Working data:
= Beginning of Section =

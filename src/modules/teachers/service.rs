use sqlx::SqlitePool;
use tracing::instrument;

use crate::utils::errors::AppError;
use crate::utils::pagination::PaginationParams;
use crate::utils::password::{generate_password, hash_password};

use super::model::{
    CreateTeacherDto, CreateTeacherResponse, Teacher, TeacherProfile, TeacherSummary,
    UpdateTeacherDto,
};

pub struct TeacherService;

impl TeacherService {
    /// Creates a teacher together with its user account, optional
    /// class-teacher link and teaching assignments.
    ///
    /// Everything runs inside one transaction: if any step fails the user
    /// and teacher rows from earlier steps are rolled back rather than left
    /// behind as orphans. A `class_teacher_for` pointing at a nonexistent
    /// class aborts the whole operation with a not-found error.
    #[instrument(skip(db, dto))]
    pub async fn create_teacher(
        db: &SqlitePool,
        dto: CreateTeacherDto,
    ) -> Result<CreateTeacherResponse, AppError> {
        #[derive(sqlx::FromRow)]
        struct NewUser {
            id: i64,
            email: String,
        }

        let plain_password = generate_password();
        let password_hash = hash_password(&plain_password)?;
        let name = format!("{} {}", dto.first_name, dto.last_name);

        let mut tx = db.begin().await?;

        let user = sqlx::query_as::<_, NewUser>(
            "INSERT INTO users (email, password_hash, role, name)
             VALUES ($1, $2, 'teacher', $3)
             RETURNING id, email",
        )
        .bind(&dto.email)
        .bind(&password_hash)
        .bind(&name)
        .fetch_one(&mut *tx)
        .await
        .map_err(|e| match e {
            sqlx::Error::Database(db_err) if db_err.is_unique_violation() => {
                AppError::bad_request(anyhow::anyhow!(
                    "User with email {} already exists",
                    dto.email
                ))
            }
            e => AppError::database(anyhow::Error::from(e)),
        })?;

        let teacher = sqlx::query_as::<_, Teacher>(
            "INSERT INTO teachers (user_id, first_name, last_name, contact, status, specialization)
             VALUES ($1, $2, $3, $4, $5, $6)
             RETURNING id, user_id, first_name, last_name, contact, status, specialization,
                       created_at, updated_at",
        )
        .bind(user.id)
        .bind(&dto.first_name)
        .bind(&dto.last_name)
        .bind(&dto.contact)
        .bind(&dto.status)
        .bind(&dto.specialization)
        .fetch_one(&mut *tx)
        .await
        .map_err(|e| AppError::database(anyhow::Error::from(e)))?;

        if let Some(class_id) = dto.class_teacher_for {
            let updated = sqlx::query(
                "UPDATE classes SET class_teacher_id = $1, updated_at = CURRENT_TIMESTAMP
                 WHERE id = $2",
            )
            .bind(teacher.id)
            .bind(class_id)
            .execute(&mut *tx)
            .await
            .map_err(|e| AppError::database(anyhow::Error::from(e)))?;

            if updated.rows_affected() == 0 {
                // Dropping the transaction rolls back the user and teacher.
                return Err(AppError::not_found(anyhow::anyhow!("Class not found")));
            }
        }

        for assignment in dto.assignments.unwrap_or_default() {
            for subject_id in &assignment.subject_ids {
                sqlx::query(
                    "INSERT INTO class_subject_teachers (class_id, subject_id, teacher_id)
                     VALUES ($1, $2, $3)",
                )
                .bind(assignment.class_id)
                .bind(subject_id)
                .bind(teacher.id)
                .execute(&mut *tx)
                .await
                .map_err(|e| match e {
                    sqlx::Error::Database(db_err) if db_err.is_foreign_key_violation() => {
                        AppError::conflict(anyhow::anyhow!(
                            "Assignment references a nonexistent class or subject"
                        ))
                    }
                    e => AppError::database(anyhow::Error::from(e)),
                })?;
            }
        }

        tx.commit().await?;

        Ok(CreateTeacherResponse {
            teacher: TeacherProfile {
                id: teacher.id,
                name,
                email: user.email,
            },
            plain_password,
        })
    }

    /// Lists teachers with their account email and the actual subject and
    /// class names from the assignment table.
    #[instrument(skip(db))]
    pub async fn get_teachers(
        db: &SqlitePool,
        pagination: &PaginationParams,
    ) -> Result<Vec<TeacherSummary>, AppError> {
        #[derive(sqlx::FromRow)]
        struct TeacherListRow {
            id: i64,
            first_name: String,
            last_name: String,
            contact: Option<String>,
            status: Option<String>,
            specialization: Option<String>,
            email: String,
        }

        let rows = sqlx::query_as::<_, TeacherListRow>(
            "SELECT t.id, t.first_name, t.last_name, t.contact, t.status, t.specialization,
                    u.email
             FROM teachers t
             JOIN users u ON u.id = t.user_id
             ORDER BY t.id LIMIT $1 OFFSET $2",
        )
        .bind(pagination.limit())
        .bind(pagination.offset())
        .fetch_all(db)
        .await
        .map_err(|e| AppError::database(anyhow::Error::from(e)))?;

        let mut teachers = Vec::with_capacity(rows.len());
        for row in rows {
            let subjects = sqlx::query_scalar::<_, String>(
                "SELECT DISTINCT s.name
                 FROM class_subject_teachers cst
                 JOIN subjects s ON s.id = cst.subject_id
                 WHERE cst.teacher_id = $1
                 ORDER BY s.name",
            )
            .bind(row.id)
            .fetch_all(db)
            .await
            .map_err(|e| AppError::database(anyhow::Error::from(e)))?;

            let classes = sqlx::query_scalar::<_, String>(
                "SELECT DISTINCT c.name
                 FROM class_subject_teachers cst
                 JOIN classes c ON c.id = cst.class_id
                 WHERE cst.teacher_id = $1
                 ORDER BY c.name",
            )
            .bind(row.id)
            .fetch_all(db)
            .await
            .map_err(|e| AppError::database(anyhow::Error::from(e)))?;

            teachers.push(TeacherSummary {
                id: row.id,
                name: format!("{} {}", row.first_name, row.last_name),
                email: row.email,
                contact: row.contact,
                status: row.status,
                specialization: row.specialization,
                subjects,
                classes,
            });
        }

        Ok(teachers)
    }

    #[instrument(skip(db))]
    pub async fn get_teacher_by_id(db: &SqlitePool, id: i64) -> Result<Teacher, AppError> {
        let teacher = sqlx::query_as::<_, Teacher>(
            "SELECT id, user_id, first_name, last_name, contact, status, specialization,
                    created_at, updated_at
             FROM teachers WHERE id = $1",
        )
        .bind(id)
        .fetch_optional(db)
        .await
        .map_err(|e| AppError::database(anyhow::Error::from(e)))?
        .ok_or_else(|| AppError::not_found(anyhow::anyhow!("Teacher not found")))?;

        Ok(teacher)
    }

    #[instrument(skip(db, dto))]
    pub async fn update_teacher(
        db: &SqlitePool,
        id: i64,
        dto: UpdateTeacherDto,
    ) -> Result<Teacher, AppError> {
        let teacher = sqlx::query_as::<_, Teacher>(
            "UPDATE teachers
             SET first_name = $1, last_name = $2, contact = $3, status = $4,
                 specialization = $5, updated_at = CURRENT_TIMESTAMP
             WHERE id = $6
             RETURNING id, user_id, first_name, last_name, contact, status, specialization,
                       created_at, updated_at",
        )
        .bind(&dto.first_name)
        .bind(&dto.last_name)
        .bind(&dto.contact)
        .bind(&dto.status)
        .bind(&dto.specialization)
        .bind(id)
        .fetch_optional(db)
        .await
        .map_err(|e| AppError::database(anyhow::Error::from(e)))?
        .ok_or_else(|| AppError::not_found(anyhow::anyhow!("Teacher not found")))?;

        Ok(teacher)
    }

    #[instrument(skip(db))]
    pub async fn delete_teacher(db: &SqlitePool, id: i64) -> Result<(), AppError> {
        let result = sqlx::query("DELETE FROM teachers WHERE id = $1")
            .bind(id)
            .execute(db)
            .await
            .map_err(|e| AppError::database(anyhow::Error::from(e)))?;

        if result.rows_affected() == 0 {
            return Err(AppError::not_found(anyhow::anyhow!("Teacher not found")));
        }

        Ok(())
    }
}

= End of Section =

Every entry should be transcribed exactly, with nothing omitted.

Solution for this exercise:
filename src/modules/teachers/service.rs
use sqlx::SqlitePool;
use tracing::instrument;

use crate::utils::errors::AppError;
use crate::utils::pagination::PaginationParams;
use crate::utils::password::{generate_password, hash_password};

use super::model::{
    CreateTeacherDto, CreateTeacherResponse, Teacher, TeacherProfile, TeacherSummary,
    UpdateTeacherDto,
};

pub struct TeacherService;

impl TeacherService {
    /// Creates a teacher together with its user account, optional
    /// class-teacher link and teaching assignments.
    ///
    /// Everything runs inside one transaction: if any step fails the user
    /// and teacher rows from earlier steps are rolled back rather than left
    /// behind as orphans. A `class_teacher_for` pointing at a nonexistent
    /// class aborts the whole operation with a not-found error.
    #[instrument(skip(db, dto))]
    pub async fn create_teacher(
        db: &SqlitePool,
        dto: CreateTeacherDto,
    ) -> Result<CreateTeacherResponse, AppError> {
        #[derive(sqlx::FromRow)]
        struct NewUser {
            id: i64,
            email: String,
        }

        let plain_password = generate_password();
        let password_hash = hash_password(&plain_password)?;
        let name = format!("{} {}", dto.first_name, dto.last_name);

        let mut tx = db.begin().await?;

        let user = sqlx::query_as::<_, NewUser>(
            "INSERT INTO users (email, password_hash, role, name)
             VALUES ($1, $2, 'teacher', $3)
             RETURNING id, email",
        )
        .bind(&dto.email)
        .bind(&password_hash)
        .bind(&name)
        .fetch_one(&mut *tx)
        .await
        .map_err(|e| match e {
            sqlx::Error::Database(db_err) if db_err.is_unique_violation() => {
                AppError::bad_request(anyhow::anyhow!(
                    "User with email {} already exists",
                    dto.email
                ))
            }
            e => AppError::database(anyhow::Error::from(e)),
        })?;

        let teacher = sqlx::query_as::<_, Teacher>(
            "INSERT INTO teachers (user_id, first_name, last_name, contact, status, specialization)
             VALUES ($1, $2, $3, $4, $5, $6)
             RETURNING id, user_id, first_name, last_name, contact, status, specialization,
                       created_at, updated_at",
        )
        .bind(user.id)
        .bind(&dto.first_name)
        .bind(&dto.last_name)
        .bind(&dto.contact)
        .bind(&dto.status)
        .bind(&dto.specialization)
        .fetch_one(&mut *tx)
        .await
        .map_err(|e| AppError::database(anyhow::Error::from(e)))?;

        if let Some(class_id) = dto.class_teacher_for {
            let updated = sqlx::query(
                "UPDATE classes SET class_teacher_id = $1, updated_at = CURRENT_TIMESTAMP
                 WHERE id = $2",
            )
            .bind(teacher.id)
            .bind(class_id)
            .execute(&mut *tx)
            .await
            .map_err(|e| AppError::database(anyhow::Error::from(e)))?;

            if updated.rows_affected() == 0 {
                // Dropping the transaction rolls back the user and teacher.
                return Err(AppError::not_found(anyhow::anyhow!("Class not found")));
            }
        }

        for assignment in dto.assignments.unwrap_or_default() {
            for subject_id in &assignment.subject_ids {
                sqlx::query(
                    "INSERT INTO class_subject_teachers (class_id, subject_id, teacher_id)
                     VALUES ($1, $2, $3)",
                )
                .bind(assignment.class_id)
                .bind(subject_id)
                .bind(teacher.id)
                .execute(&mut *tx)
                .await
                .map_err(|e| match e {
                    sqlx::Error::Database(db_err) if db_err.is_foreign_key_violation() => {
                        AppError::conflict(anyhow::anyhow!(
                            "Assignment references a nonexistent class or subject"
                        ))
                    }
                    e => AppError::database(anyhow::Error::from(e)),
                })?;
            }
        }

        tx.commit().await?;

        Ok(CreateTeacherResponse {
            teacher: TeacherProfile {
                id: teacher.id,
                name,
                email: user.email,
            },
            plain_password,
        })
    }

    /// Lists teachers with their account email and the actual subject and
    /// class names from the assignment table.
    #[instrument(skip(db))]
    pub async fn get_teachers(
        db: &SqlitePool,
        pagination: &PaginationParams,
    ) -> Result<Vec<TeacherSummary>, AppError> {
        #[derive(sqlx::FromRow)]
        struct TeacherListRow {
            id: i64,
            first_name: String,
            last_name: String,
            contact: Option<String>,
            status: Option<String>,
            specialization: Option<String>,
            email: String,
        }

        let rows = sqlx::query_as::<_, TeacherListRow>(
            "SELECT t.id, t.first_name, t.last_name, t.contact, t.status, t.specialization,
                    u.email
             FROM teachers t
             JOIN users u ON u.id = t.user_id
             ORDER BY t.id LIMIT $1 OFFSET $2",
        )
        .bind(pagination.limit())
        .bind(pagination.offset())
        .fetch_all(db)
        .await
        .map_err(|e| AppError::database(anyhow::Error::from(e)))?;

        let mut teachers = Vec::with_capacity(rows.len());
        for row in rows {
            let subjects = sqlx::query_scalar::<_, String>(
                "SELECT DISTINCT s.name
                 FROM class_subject_teachers cst
                 JOIN subjects s ON s.id = cst.subject_id
                 WHERE cst.teacher_id = $1
                 ORDER BY s.name",
            )
            .bind(row.id)
            .fetch_all(db)
            .await
            .map_err(|e| AppError::database(anyhow::Error::from(e)))?;

            let classes = sqlx::query_scalar::<_, String>(
                "SELECT DISTINCT c.name
                 FROM class_subject_teachers cst
                 JOIN classes c ON c.id = cst.class_id
                 WHERE cst.teacher_id = $1
                 ORDER BY c.name",
            )
            .bind(row.id)
            .fetch_all(db)
            .await
            .map_err(|e| AppError::database(anyhow::Error::from(e)))?;

            teachers.push(TeacherSummary {
                id: row.id,
                name: format!("{} {}", row.first_name, row.last_name),
                email: row.email,
                contact: row.contact,
                status: row.status,
                specialization: row.specialization,
                subjects,
                classes,
            });
        }

        Ok(teachers)
    }

    #[instrument(skip(db))]
    pub async fn get_teacher_by_id(db: &SqlitePool, id: i64) -> Result<Teacher, AppError> {
        let teacher = sqlx::query_as::<_, Teacher>(
            "SELECT id, user_id, first_name, last_name, contact, status, specialization,
                    created_at, updated_at
             FROM teachers WHERE id = $1",
        )
        .bind(id)
        .fetch_optional(db)
        .await
        .map_err(|e| AppError::database(anyhow::Error::from(e)))?
        .ok_or_else(|| AppError::not_found(anyhow::anyhow!("Teacher not found")))?;

        Ok(teacher)
    }

    #[instrument(skip(db, dto))]
    pub async fn update_teacher(
        db: &SqlitePool,
        id: i64,
        dto: UpdateTeacherDto,
    ) -> Result<Teacher, AppError> {
        let teacher = sqlx::query_as::<_, Teacher>(
            "UPDATE teachers
             SET first_name = $1, last_name = $2, contact = $3, status = $4,
                 specialization = $5, updated_at = CURRENT_TIMESTAMP
             WHERE id = $6
             RETURNING id, user_id, first_name, last_name, contact, status, specialization,
                       created_at, updated_at",
        )
        .bind(&dto.first_name)
        .bind(&dto.last_name)
        .bind(&dto.contact)
        .bind(&dto.status)
        .bind(&dto.specialization)
        .bind(id)
        .fetch_optional(db)
        .await
        .map_err(|e| AppError::database(anyhow::Error::from(e)))?
        .ok_or_else(|| AppError::not_found(anyhow::anyhow!("Teacher not found")))?;

        Ok(teacher)
    }

    #[instrument(skip(db))]
    pub async fn delete_teacher(db: &SqlitePool, id: i64) -> Result<(), AppError> {
        let result = sqlx::query("DELETE FROM teachers WHERE id = $1")
            .bind(id)
            .execute(db)
            .await
            .map_err(|e| AppError::database(anyhow::Error::from(e)))?;

        if result.rows_affected() == 0 {
            return Err(AppError::not_found(anyhow::anyhow!("Teacher not found")));
        }

        Ok(())
    }
}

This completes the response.